TANF is not an investment. One qualifies for TANF based on what they are not (wealthy) rather than what they are (resilient, resourceful, etc.) An investment on the other hand is based on one’s accomplishments or potential rather than their needs or deficits. Venture capitalists invest in businesses based on past results and future potential. The poor are more than simply “poor”, and are worthy of real investment based on their potential rather than simply their poverty status.

Conditional cash transfers are not investments either

Before GiveDirectly popularized the concept of the “unconditional cash transfer”, governments were long experimenting with “conditional cash transfers”. As the name implies, a conditional cash transfer is a cash transfer based on a condition, such as a low-income family keeping a child in school. For each year a household meets a condition, like keeping a child in school, the household is transfered an amount of cash.

Although the conditional cash transfer is made with a purpose beyond simply one’s poverty status, the conditional cash transfer is not an investment either as the conditional cash transfer recipient is stripped of agency. The conditional cash transfer exists in the typical social sector mold whereby a nonprofit or government actor presupposes what is best for the impovershed individual or household and uses the cash transfer as an inducement to drive a given behavior.
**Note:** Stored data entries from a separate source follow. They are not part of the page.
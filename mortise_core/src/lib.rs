#[cfg(feature = "config")]
pub mod config;
mod drivers;
pub mod error;
mod migration;
mod runner;
pub mod schema;
pub mod traits;
mod util;

pub use crate::error::Error;
pub use crate::migration::{Migration, MigrationContent, MigrationUnit};
pub use crate::runner::{ColumnPolicy, Report, RollbackTarget, Runner, Target};
pub use crate::traits::sync::{Inspect, Migrate, Query, Transaction};
pub use crate::util::{format_identity, parse_identity};

#[cfg(feature = "rusqlite")]
pub use rusqlite;

#[cfg(feature = "postgres")]
pub use postgres;

#[cfg(feature = "mysql")]
pub use mysql;
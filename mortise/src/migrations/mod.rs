//! The migrations of the claims database, in the order they were written.

mod m2025_11_14_000001_add_vehicle_type_to_claims;

pub use m2025_11_14_000001_add_vehicle_type_to_claims::AddVehicleTypeToClaims;

use mortise_core::{Error, Migration, MigrationUnit, Runner};

/// Every known migration unit
pub fn units() -> Vec<Box<dyn MigrationUnit>> {
    vec![Box::new(AddVehicleTypeToClaims)]
}

/// Every known migration, ready to be handed to a [`Runner`]
pub fn all() -> Result<Vec<Migration>, Error> {
    units()
        .iter()
        .map(|unit| Migration::from_unit(unit.as_ref()))
        .collect()
}

/// A [`Runner`] over every known migration with the default settings
pub fn runner() -> Result<Runner, Error> {
    Ok(Runner::new(&all()?))
}

#[cfg(test)]
mod tests {
    use super::{all, runner};

    #[test]
    fn identities_are_unique_and_ordered() {
        let migrations = all().unwrap();
        let mut sorted = migrations.clone();
        sorted.sort();
        sorted.dedup_by_key(|m| m.version());
        assert_eq!(migrations, sorted);
    }

    #[test]
    fn runner_gathers_all_migrations() {
        assert_eq!(all().unwrap(), *runner().unwrap().get_migrations());
    }
}
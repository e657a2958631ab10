pub mod sync;

use time::format_description::well_known::Rfc3339;

use crate::error::WrapMigrationError;
use crate::{error::Kind, Error, Migration};

// Verifies applied and to be applied migrations returning Error if:
// - `abort_divergent` is true and there are applied migrations with a different name and checksum but same version as a known migration.
// - `abort_missing` is true and there are applied migrations that are not known, or known migrations older than the current version that were never applied
// - there are repeated migrations with the same version to be applied
pub(crate) fn verify_migrations(
    applied: Vec<Migration>,
    mut migrations: Vec<Migration>,
    abort_divergent: bool,
    abort_missing: bool,
) -> Result<Vec<Migration>, Error> {
    migrations.sort();

    for app in applied.iter() {
        // iterate applied migrations on database and assert all migrations
        // applied on database are known and have the same checksum
        match migrations.iter().find(|m| m.version() == app.version()) {
            None => {
                if abort_missing {
                    return Err(Error::new(Kind::MissingVersion(app.clone()), None));
                } else {
                    log::error!(target: "mortise_core::traits::missing", "migration {} is missing from the known migrations", app);
                }
            }
            Some(migration) => {
                if migration != app {
                    if abort_divergent {
                        return Err(Error::new(
                            Kind::DivergentVersion(app.clone(), migration.clone()),
                            None,
                        ));
                    } else {
                        log::error!(
                            target: "mortise_core::traits::divergent",
                            "applied migration {} is different than the known one {}",
                            app,
                            migration
                        );
                    }
                }
            }
        }
    }

    let current: Option<i64> = match applied.last() {
        Some(last) => {
            log::info!("current version: {}", last.version());
            Some(last.version())
        }
        None => {
            log::info!("schema history table is empty, going to apply all migrations");
            None
        }
    };

    let mut to_be_applied: Vec<Migration> = Vec::new();
    // iterate all known migrations and assert that there are not migrations missing:
    // migrations which its version is inferior to the current version on the database, yet were not applied.
    // select to be applied all migrations with version greater than current
    for migration in migrations.into_iter() {
        if !applied
            .iter()
            .any(|app| app.version() == migration.version())
        {
            if to_be_applied
                .iter()
                .any(|m| m.version() == migration.version())
            {
                return Err(Error::new(Kind::RepeatedVersion(migration), None));
            } else if current.is_some_and(|current| current >= migration.version()) {
                if abort_missing {
                    return Err(Error::new(Kind::MissingVersion(migration), None));
                } else {
                    log::error!(target: "mortise_core::traits::missing", "found migration {} older than the current version that was never applied", migration);
                }
            } else {
                to_be_applied.push(migration);
            }
        }
    }
    // with these two iterations we both assert that all migrations found on the database
    // are known and have the same checksum, and all known migrations
    // are either on the database, or greater than the current, and therefore going to be applied
    Ok(to_be_applied)
}

pub(crate) fn insert_migration_query(
    migration: &Migration,
    migration_table_name: &str,
) -> Result<String, Error> {
    let applied_on = migration
        .applied_on()
        .map(|applied_on| applied_on.format(&Rfc3339))
        .transpose()
        .migration_err("error formatting the applied_on timestamp", None)?
        .unwrap_or_default();

    Ok(format!(
        "INSERT INTO {} (version, name, applied_on, checksum) VALUES ({}, '{}', '{}', '{}')",
        migration_table_name,
        migration.version(),
        migration.name(),
        applied_on,
        migration.checksum()
    ))
}

pub(crate) fn delete_migration_query(migration: &Migration, migration_table_name: &str) -> String {
    format!(
        "DELETE FROM {} WHERE version = {}",
        migration_table_name,
        migration.version()
    )
}

pub(crate) const ASSERT_MIGRATIONS_TABLE_QUERY: &str =
    "CREATE TABLE IF NOT EXISTS %MIGRATION_TABLE_NAME%(
             version BIGINT PRIMARY KEY,
             name VARCHAR(255),
             applied_on VARCHAR(255),
             checksum VARCHAR(255));";

pub(crate) const GET_APPLIED_MIGRATIONS_QUERY: &str = "SELECT version, name, applied_on, checksum \
    FROM %MIGRATION_TABLE_NAME% ORDER BY version ASC;";

pub(crate) const GET_LAST_APPLIED_MIGRATION_QUERY: &str =
    "SELECT version, name, applied_on, checksum
    FROM %MIGRATION_TABLE_NAME% WHERE version=(SELECT MAX(version) from %MIGRATION_TABLE_NAME%)";

pub(crate) const DEFAULT_MIGRATION_TABLE_NAME: &str = "mortise_schema_history";
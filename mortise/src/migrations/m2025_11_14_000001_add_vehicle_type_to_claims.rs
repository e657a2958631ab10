use mortise_core::schema::{types, Schema};
use mortise_core::MigrationUnit;

/// Records which kind of vehicle a claim is about, `NULL` for claims filed before it existed.
pub struct AddVehicleTypeToClaims;

impl MigrationUnit for AddVehicleTypeToClaims {
    fn identity(&self) -> &str {
        "2025_11_14_000001_add_vehicle_type_to_claims"
    }

    fn up(&self, schema: &mut Schema) {
        schema.change_table("claims", |t| {
            t.add_column("vehicle_type", types::string().nullable(true).after("type"));
        });
    }

    fn down(&self, schema: &mut Schema) {
        schema.change_table("claims", |t| {
            t.drop_column("vehicle_type");
        });
    }
}

#[cfg(test)]
mod tests {
    use super::AddVehicleTypeToClaims;
    use mortise_core::schema::{types, ColumnChange, Schema};
    use mortise_core::{Migration, MigrationUnit};

    #[test]
    fn up_adds_nullable_vehicle_type_after_type() {
        let mut schema = Schema::new();
        AddVehicleTypeToClaims.up(&mut schema);

        let table = &schema.tables()[0];
        assert_eq!("claims", table.name());
        assert_eq!(
            &[ColumnChange::Add {
                name: "vehicle_type".into(),
                ty: types::varchar(255).nullable(true).after("type"),
            }],
            table.changes()
        );
    }

    #[test]
    fn down_is_the_inverse_of_up() {
        let migration = Migration::from_unit(&AddVehicleTypeToClaims).unwrap();
        let content = migration.content().unwrap();
        assert_eq!(Some(content.down().clone()), content.up().inverse());
    }

    #[test]
    fn identity_orders_by_timestamp() {
        let migration = Migration::from_unit(&AddVehicleTypeToClaims).unwrap();
        assert_eq!(20251114000001, migration.version());
        assert_eq!("add_vehicle_type_to_claims", migration.name());
    }

    #[test]
    fn checksum_is_stable() {
        // recorded in every schema history table this migration was applied to
        let migration = Migration::from_unit(&AddVehicleTypeToClaims).unwrap();
        assert_eq!(7167968797715655727, migration.checksum());
    }
}
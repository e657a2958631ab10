use crate::error::{Error, Kind};
use regex::Regex;
use std::sync::OnceLock;

const IDENTITY_RE: &str = r"^(?:([0-9]{4})_([0-9]{2})_([0-9]{2})|([0-9]{4})([0-9]{2})([0-9]{2}))_([0-9]{6})_(\w+)$";

fn identity_re() -> &'static Regex {
    static RE: OnceLock<Regex> = OnceLock::new();
    RE.get_or_init(|| Regex::new(IDENTITY_RE).expect("identity regex is valid"))
}

/// Parse a migration identity into its version and name.
///
/// Identities are timestamp-derived, `YYYY_MM_DD_NNNNNN_{name}` (or `YYYYMMDD_NNNNNN_{name}`),
/// the version is the concatenation of the timestamp digits.
///
/// ```
/// let (version, name) =
///     mortise_core::parse_identity("2025_11_14_000001_add_vehicle_type_to_claims").unwrap();
/// assert_eq!(20251114000001, version);
/// assert_eq!("add_vehicle_type_to_claims", name);
/// ```
pub fn parse_identity(identity: &str) -> Result<(i64, String), Error> {
    let captures = identity_re()
        .captures(identity)
        .ok_or_else(|| Error::new(Kind::InvalidName(identity.into()), None))?;

    // groups 1-3 hold the underscored date, 4-6 the compact one, only one side matches
    let part = |i: usize| {
        captures
            .get(i)
            .or_else(|| captures.get(i + 3))
            .map(|m| m.as_str())
            .unwrap_or_default()
    };
    let (month, day) = (part(2), part(3));

    let valid_month = matches!(month.parse::<u8>(), Ok(1..=12));
    let valid_day = matches!(day.parse::<u8>(), Ok(1..=31));
    if !valid_month || !valid_day {
        return Err(Error::new(Kind::InvalidVersion(identity.into()), None));
    }

    let sequence = captures.get(7).map(|m| m.as_str()).unwrap_or_default();
    let version = format!("{}{}{}{}", part(1), month, day, sequence)
        .parse::<i64>()
        .map_err(|_| Error::new(Kind::InvalidVersion(identity.into()), None))?;

    let name = captures.get(8).map(|m| m.as_str()).unwrap_or_default();
    Ok((version, name.to_string()))
}

/// Render the canonical identity of a version and name, the inverse of [`parse_identity`].
pub fn format_identity(version: i64, name: &str) -> String {
    let digits = format!("{:014}", version);
    format!(
        "{}_{}_{}_{}_{}",
        &digits[0..4],
        &digits[4..6],
        &digits[6..8],
        &digits[8..],
        name
    )
}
An investment on the other hand is an investment in the agency of that individual or household. Inducing someone with cash to act a certain way rather than investing cash based on how someone acts are substantively different interventions. The former not only targets someone based on their poverty status, but also aims to manipulate behavior, while the latter recognizes the strengths and autonomy of the cash recipient.

Why cash transfers matter

I’m far from a critic of GiveDirectly. In fact, I’m a donor. While the GiveDirectly model, and cash transfers more broadly, are steeped in the traditional charity mold that recognizes the poor for their deficits, the evidence base that GiveDirectly is amassing makes a compelling case for investing in the poor, as the data suggests the households that get these windfalls invest in themselves.

Although much of the buzz around cash transfers focuses on the impact of the intervention, I think cash transfers are more powerful as a critique of the social sector itself. Every social program should have to demonstrate at the very least that its intervention is more effective than simply giving cash. This currently controversial concept should quickly become common sense.

But cash transfers are not the ideal end-game in the long run. Cash transfers are important because they highlight the investment worthiness of the poor. But they are not investments in the poor, as they are based on need and luck.

Investments should instead be based on initiative and merit. The problem of course is that various market distortions (where one was born, who one knows, etc.) mask the initiatives and investment worthiness of millions of poor people in the U.S. and billions around the world.

The cash transfer movement is an important investment in the future of the poor. But the future we need to aim for is one devoid of cash transfers at all, and instead one of ubiquitous, egalitarian investment opportunity.